_EXERCISE_
Copy out the listing below so that each line matches exactly.

[[ DATASET RECORDS, beginning ]]

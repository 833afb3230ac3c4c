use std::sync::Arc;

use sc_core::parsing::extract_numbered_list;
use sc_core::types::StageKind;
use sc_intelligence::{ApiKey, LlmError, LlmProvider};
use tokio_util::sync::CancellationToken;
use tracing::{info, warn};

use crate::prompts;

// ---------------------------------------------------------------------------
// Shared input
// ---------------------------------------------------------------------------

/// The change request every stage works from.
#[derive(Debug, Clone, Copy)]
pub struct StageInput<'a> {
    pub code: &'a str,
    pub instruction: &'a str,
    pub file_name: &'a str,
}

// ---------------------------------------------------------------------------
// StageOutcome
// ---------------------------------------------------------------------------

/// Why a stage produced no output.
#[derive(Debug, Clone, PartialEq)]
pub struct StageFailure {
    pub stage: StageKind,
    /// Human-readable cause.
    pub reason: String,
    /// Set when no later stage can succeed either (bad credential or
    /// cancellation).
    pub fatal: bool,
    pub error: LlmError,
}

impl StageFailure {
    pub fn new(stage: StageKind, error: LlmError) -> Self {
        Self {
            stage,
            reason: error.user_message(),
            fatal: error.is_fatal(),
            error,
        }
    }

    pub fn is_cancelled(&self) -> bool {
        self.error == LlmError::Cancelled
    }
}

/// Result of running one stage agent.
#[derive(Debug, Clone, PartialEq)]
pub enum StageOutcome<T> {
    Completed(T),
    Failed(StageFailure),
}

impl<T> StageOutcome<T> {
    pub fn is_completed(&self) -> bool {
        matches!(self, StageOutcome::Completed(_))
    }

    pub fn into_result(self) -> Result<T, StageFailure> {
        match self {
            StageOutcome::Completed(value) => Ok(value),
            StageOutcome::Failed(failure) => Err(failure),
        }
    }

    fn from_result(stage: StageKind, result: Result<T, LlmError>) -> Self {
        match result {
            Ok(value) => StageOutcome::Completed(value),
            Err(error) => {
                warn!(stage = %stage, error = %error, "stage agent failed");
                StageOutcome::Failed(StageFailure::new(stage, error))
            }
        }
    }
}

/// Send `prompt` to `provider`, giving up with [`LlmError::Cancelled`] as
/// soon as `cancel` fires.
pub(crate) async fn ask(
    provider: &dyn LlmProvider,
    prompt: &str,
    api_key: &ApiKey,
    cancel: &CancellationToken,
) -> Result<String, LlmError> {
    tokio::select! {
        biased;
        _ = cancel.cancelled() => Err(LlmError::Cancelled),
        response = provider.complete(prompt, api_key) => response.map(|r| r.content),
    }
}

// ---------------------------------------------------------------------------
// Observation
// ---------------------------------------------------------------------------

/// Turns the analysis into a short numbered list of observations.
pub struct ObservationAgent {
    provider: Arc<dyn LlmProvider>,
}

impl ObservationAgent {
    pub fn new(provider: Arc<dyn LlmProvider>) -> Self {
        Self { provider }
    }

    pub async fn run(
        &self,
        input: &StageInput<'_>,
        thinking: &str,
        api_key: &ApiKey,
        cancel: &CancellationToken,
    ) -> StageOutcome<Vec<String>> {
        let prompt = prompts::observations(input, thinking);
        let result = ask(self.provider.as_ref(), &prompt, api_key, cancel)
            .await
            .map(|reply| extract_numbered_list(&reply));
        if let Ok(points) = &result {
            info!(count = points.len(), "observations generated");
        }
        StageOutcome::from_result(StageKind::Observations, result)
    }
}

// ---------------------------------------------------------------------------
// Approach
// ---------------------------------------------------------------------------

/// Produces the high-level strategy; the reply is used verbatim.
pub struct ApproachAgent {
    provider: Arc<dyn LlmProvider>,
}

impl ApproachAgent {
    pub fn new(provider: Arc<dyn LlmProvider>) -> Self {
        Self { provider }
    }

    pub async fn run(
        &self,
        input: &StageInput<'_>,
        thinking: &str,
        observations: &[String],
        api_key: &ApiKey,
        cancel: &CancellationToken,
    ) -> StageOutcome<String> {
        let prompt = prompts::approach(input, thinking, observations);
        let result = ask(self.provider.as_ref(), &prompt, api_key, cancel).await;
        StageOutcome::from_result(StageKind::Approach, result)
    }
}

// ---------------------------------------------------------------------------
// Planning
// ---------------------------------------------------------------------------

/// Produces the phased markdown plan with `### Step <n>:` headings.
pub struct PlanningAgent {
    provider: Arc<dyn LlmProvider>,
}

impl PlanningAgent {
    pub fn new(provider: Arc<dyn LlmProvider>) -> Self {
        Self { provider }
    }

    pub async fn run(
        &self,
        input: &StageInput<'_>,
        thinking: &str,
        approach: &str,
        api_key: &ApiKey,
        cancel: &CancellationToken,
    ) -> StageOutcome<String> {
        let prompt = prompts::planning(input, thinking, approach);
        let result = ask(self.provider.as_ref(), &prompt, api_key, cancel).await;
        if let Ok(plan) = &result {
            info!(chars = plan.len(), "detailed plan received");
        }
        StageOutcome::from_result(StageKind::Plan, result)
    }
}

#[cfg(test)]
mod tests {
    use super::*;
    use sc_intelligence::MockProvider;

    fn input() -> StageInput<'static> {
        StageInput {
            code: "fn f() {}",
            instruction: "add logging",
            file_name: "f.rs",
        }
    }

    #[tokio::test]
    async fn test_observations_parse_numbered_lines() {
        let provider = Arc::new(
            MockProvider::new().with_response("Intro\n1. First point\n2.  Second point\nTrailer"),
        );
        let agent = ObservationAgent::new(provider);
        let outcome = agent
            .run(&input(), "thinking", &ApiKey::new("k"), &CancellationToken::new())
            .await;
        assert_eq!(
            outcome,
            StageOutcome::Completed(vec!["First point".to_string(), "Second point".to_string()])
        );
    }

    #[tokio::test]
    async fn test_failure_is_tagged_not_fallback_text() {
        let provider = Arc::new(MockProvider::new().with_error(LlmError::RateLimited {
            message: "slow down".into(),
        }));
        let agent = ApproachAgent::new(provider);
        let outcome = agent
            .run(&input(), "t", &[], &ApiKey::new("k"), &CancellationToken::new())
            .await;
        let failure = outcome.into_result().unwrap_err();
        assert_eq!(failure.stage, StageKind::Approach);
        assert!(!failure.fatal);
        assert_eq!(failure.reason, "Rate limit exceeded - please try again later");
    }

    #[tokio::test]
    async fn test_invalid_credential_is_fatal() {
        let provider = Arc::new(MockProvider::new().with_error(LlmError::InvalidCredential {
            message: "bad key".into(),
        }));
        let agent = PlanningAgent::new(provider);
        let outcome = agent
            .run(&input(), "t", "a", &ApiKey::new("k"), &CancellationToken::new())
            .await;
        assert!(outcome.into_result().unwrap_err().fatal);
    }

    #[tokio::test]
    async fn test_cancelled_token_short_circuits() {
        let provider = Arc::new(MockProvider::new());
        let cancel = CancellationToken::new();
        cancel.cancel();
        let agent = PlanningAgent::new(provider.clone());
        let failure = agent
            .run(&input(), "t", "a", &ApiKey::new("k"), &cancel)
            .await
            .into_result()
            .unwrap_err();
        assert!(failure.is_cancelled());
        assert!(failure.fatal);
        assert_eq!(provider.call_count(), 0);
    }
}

[[ DATASET RECORDS, end ]]

_ANSWER SPACE_
repository 833afb3230ac3c4c
use std::sync::Arc;

use sc_core::parsing::extract_numbered_list;
use sc_core::types::StageKind;
use sc_intelligence::{ApiKey, LlmError, LlmProvider};
use tokio_util::sync::CancellationToken;
use tracing::{info, warn};

use crate::prompts;

// ---------------------------------------------------------------------------
// Shared input
// ---------------------------------------------------------------------------

/// The change request every stage works from.
#[derive(Debug, Clone, Copy)]
pub struct StageInput<'a> {
    pub code: &'a str,
    pub instruction: &'a str,
    pub file_name: &'a str,
}

// ---------------------------------------------------------------------------
// StageOutcome
// ---------------------------------------------------------------------------

/// Why a stage produced no output.
#[derive(Debug, Clone, PartialEq)]
pub struct StageFailure {
    pub stage: StageKind,
    /// Human-readable cause.
    pub reason: String,
    /// Set when no later stage can succeed either (bad credential or
    /// cancellation).
    pub fatal: bool,
    pub error: LlmError,
}

impl StageFailure {
    pub fn new(stage: StageKind, error: LlmError) -> Self {
        Self {
            stage,
            reason: error.user_message(),
            fatal: error.is_fatal(),
            error,
        }
    }

    pub fn is_cancelled(&self) -> bool {
        self.error == LlmError::Cancelled
    }
}

/// Result of running one stage agent.
#[derive(Debug, Clone, PartialEq)]
pub enum StageOutcome<T> {
    Completed(T),
    Failed(StageFailure),
}

impl<T> StageOutcome<T> {
    pub fn is_completed(&self) -> bool {
        matches!(self, StageOutcome::Completed(_))
    }

    pub fn into_result(self) -> Result<T, StageFailure> {
        match self {
            StageOutcome::Completed(value) => Ok(value),
            StageOutcome::Failed(failure) => Err(failure),
        }
    }

    fn from_result(stage: StageKind, result: Result<T, LlmError>) -> Self {
        match result {
            Ok(value) => StageOutcome::Completed(value),
            Err(error) => {
                warn!(stage = %stage, error = %error, "stage agent failed");
                StageOutcome::Failed(StageFailure::new(stage, error))
            }
        }
    }
}

/// Send `prompt` to `provider`, giving up with [`LlmError::Cancelled`] as
/// soon as `cancel` fires.
pub(crate) async fn ask(
    provider: &dyn LlmProvider,
    prompt: &str,
    api_key: &ApiKey,
    cancel: &CancellationToken,
) -> Result<String, LlmError> {
    tokio::select! {
        biased;
        _ = cancel.cancelled() => Err(LlmError::Cancelled),
        response = provider.complete(prompt, api_key) => response.map(|r| r.content),
    }
}

// ---------------------------------------------------------------------------
// Observation
// ---------------------------------------------------------------------------

/// Turns the analysis into a short numbered list of observations.
pub struct ObservationAgent {
    provider: Arc<dyn LlmProvider>,
}

impl ObservationAgent {
    pub fn new(provider: Arc<dyn LlmProvider>) -> Self {
        Self { provider }
    }

    pub async fn run(
        &self,
        input: &StageInput<'_>,
        thinking: &str,
        api_key: &ApiKey,
        cancel: &CancellationToken,
    ) -> StageOutcome<Vec<String>> {
        let prompt = prompts::observations(input, thinking);
        let result = ask(self.provider.as_ref(), &prompt, api_key, cancel)
            .await
            .map(|reply| extract_numbered_list(&reply));
        if let Ok(points) = &result {
            info!(count = points.len(), "observations generated");
        }
        StageOutcome::from_result(StageKind::Observations, result)
    }
}

// ---------------------------------------------------------------------------
// Approach
// ---------------------------------------------------------------------------

/// Produces the high-level strategy; the reply is used verbatim.
pub struct ApproachAgent {
    provider: Arc<dyn LlmProvider>,
}

impl ApproachAgent {
    pub fn new(provider: Arc<dyn LlmProvider>) -> Self {
        Self { provider }
    }

    pub async fn run(
        &self,
        input: &StageInput<'_>,
        thinking: &str,
        observations: &[String],
        api_key: &ApiKey,
        cancel: &CancellationToken,
    ) -> StageOutcome<String> {
        let prompt = prompts::approach(input, thinking, observations);
        let result = ask(self.provider.as_ref(), &prompt, api_key, cancel).await;
        StageOutcome::from_result(StageKind::Approach, result)
    }
}

// ---------------------------------------------------------------------------
// Planning
// ---------------------------------------------------------------------------

/// Produces the phased markdown plan with `### Step <n>:` headings.
pub struct PlanningAgent {
    provider: Arc<dyn LlmProvider>,
}

impl PlanningAgent {
    pub fn new(provider: Arc<dyn LlmProvider>) -> Self {
        Self { provider }
    }

    pub async fn run(
        &self,
        input: &StageInput<'_>,
        thinking: &str,
        approach: &str,
        api_key: &ApiKey,
        cancel: &CancellationToken,
    ) -> StageOutcome<String> {
        let prompt = prompts::planning(input, thinking, approach);
        let result = ask(self.provider.as_ref(), &prompt, api_key, cancel).await;
        if let Ok(plan) = &result {
            info!(chars = plan.len(), "detailed plan received");
        }
        StageOutcome::from_result(StageKind::Plan, result)
    }
}

#[cfg(test)]
mod tests {
    use super::*;
    use sc_intelligence::MockProvider;

    fn input() -> StageInput<'static> {
        StageInput {
            code: "fn f() {}",
            instruction: "add logging",
            file_name: "f.rs",
        }
    }

    #[tokio::test]
    async fn test_observations_parse_numbered_lines() {
        let provider = Arc::new(
            MockProvider::new().with_response("Intro\n1. First point\n2.  Second point\nTrailer"),
        );
        let agent = ObservationAgent::new(provider);
        let outcome = agent
            .run(&input(), "thinking", &ApiKey::new("k"), &CancellationToken::new())
            .await;
        assert_eq!(
            outcome,
            StageOutcome::Completed(vec!["First point".to_string(), "Second point".to_string()])
        );
    }

    #[tokio::test]
    async fn test_failure_is_tagged_not_fallback_text() {
        let provider = Arc::new(MockProvider::new().with_error(LlmError::RateLimited {
            message: "slow down".into(),
        }));
        let agent = ApproachAgent::new(provider);
        let outcome = agent
            .run(&input(), "t", &[], &ApiKey::new("k"), &CancellationToken::new())
            .await;
        let failure = outcome.into_result().unwrap_err();
        assert_eq!(failure.stage, StageKind::Approach);
        assert!(!failure.fatal);
        assert_eq!(failure.reason, "Rate limit exceeded - please try again later");
    }

    #[tokio::test]
    async fn test_invalid_credential_is_fatal() {
        let provider = Arc::new(MockProvider::new().with_error(LlmError::InvalidCredential {
            message: "bad key".into(),
        }));
        let agent = PlanningAgent::new(provider);
        let outcome = agent
            .run(&input(), "t", "a", &ApiKey::new("k"), &CancellationToken::new())
            .await;
        assert!(outcome.into_result().unwrap_err().fatal);
    }

    #[tokio::test]
    async fn test_cancelled_token_short_circuits() {
        let provider = Arc::new(MockProvider::new());
        let cancel = CancellationToken::new();
        cancel.cancel();
        let agent = PlanningAgent::new(provider.clone());
        let failure = agent
            .run(&input(), "t", "a", &ApiKey::new("k"), &cancel)
            .await
            .into_result()
            .unwrap_err();
        assert!(failure.is_cancelled());
        assert!(failure.fatal);
        assert_eq!(provider.call_count(), 0);
    }
}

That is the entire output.